[Stored data entries]
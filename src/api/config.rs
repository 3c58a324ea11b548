//! Config API endpoint

use axum::{Json, extract::State as AxumState, http::StatusCode, response::IntoResponse};
use serde_json::json;
use tracing::{error, info};

use crate::{SharedState, reload_config};

/// POST /api/reload - Reload jobs from the configuration file
/// In-flight dispatches keep the job snapshot they started with
pub async fn reload_config_endpoint(AxumState(state): AxumState<SharedState>) -> impl IntoResponse {
    let result = reload_config(&state.config_path)
        .await
        .and_then(|config| state.jobs.replace(&config));

    match result {
        Ok(jobs) => {
            info!(
                "Configuration reloaded successfully from {:?}",
                state.config_path
            );
            Json(json!({
                "status": "success",
                "message": "Configuration reloaded successfully",
                "jobs": jobs,
            }))
            .into_response()
        }
        Err(e) => {
            error!("Failed to reload config: {}", e);
            (
                StatusCode::INTERNAL_SERVER_ERROR,
                Json(json!({
                    "status": "error",
                    "message": e.to_string()
                })),
            )
                .into_response()
        }
    }
}
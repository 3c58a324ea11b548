//! Build request history endpoint

use axum::{
    Json,
    extract::{Query, State as AxumState},
};
use serde::Deserialize;

use crate::SharedState;
use crate::build::BuildRequest;

#[derive(Debug, Deserialize)]
pub struct BuildsQuery {
    pub job: Option<String>,
    pub limit: Option<usize>,
}

/// GET /api/builds - Recent build requests, newest first
/// Supports query parameters: ?job=name&limit=10
pub async fn get_builds(
    AxumState(state): AxumState<SharedState>,
    Query(query): Query<BuildsQuery>,
) -> Json<Vec<BuildRequest>> {
    let builds = state
        .builds
        .recent()
        .into_iter()
        .filter(|build| query.job.as_deref().is_none_or(|job| build.job_name == job))
        .take(query.limit.unwrap_or(usize::MAX))
        .collect();

    Json(builds)
}
//! Wire protocol message types and frame codec.
//!
//! Two frame encodings travel over the same socket:
//!
//! | Encoding | Frame | When |
//! |----------|-------|------|
//! | Binary (protobuf schema) | `Binary` | default, schema loaded |
//! | UTF-8 JSON | `Text` | debug fallback, no schema |
//!
//! # Modules
//!
//! | Module | Description |
//! |--------|-------------|
//! | `message` | [`ChatMessage`] and kind discriminators |
//! | `codec` | [`FrameCodec`] seam, [`BinaryCodec`], JSON fallback |

// ============================================================================
// Submodules
// ============================================================================

/// Application-level chat message type.
pub mod message;

/// Binary frame codec and JSON fallback.
pub mod codec;

// ============================================================================
// Re-exports
// ============================================================================

pub use codec::{BinaryCodec, FrameCodec, decode_json, encode_json};
pub use message::{ChatMessage, ContentKind, MessageKind};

● WHAT TO PRODUCE: Using the entries above, return each line in which the word "SharedState" occurs.

● RESULT:
use crate::{SharedState, reload_config};
pub async fn reload_config_endpoint(AxumState(state): AxumState<SharedState>) -> impl IntoResponse {
use crate::SharedState;
    AxumState(state): AxumState<SharedState>,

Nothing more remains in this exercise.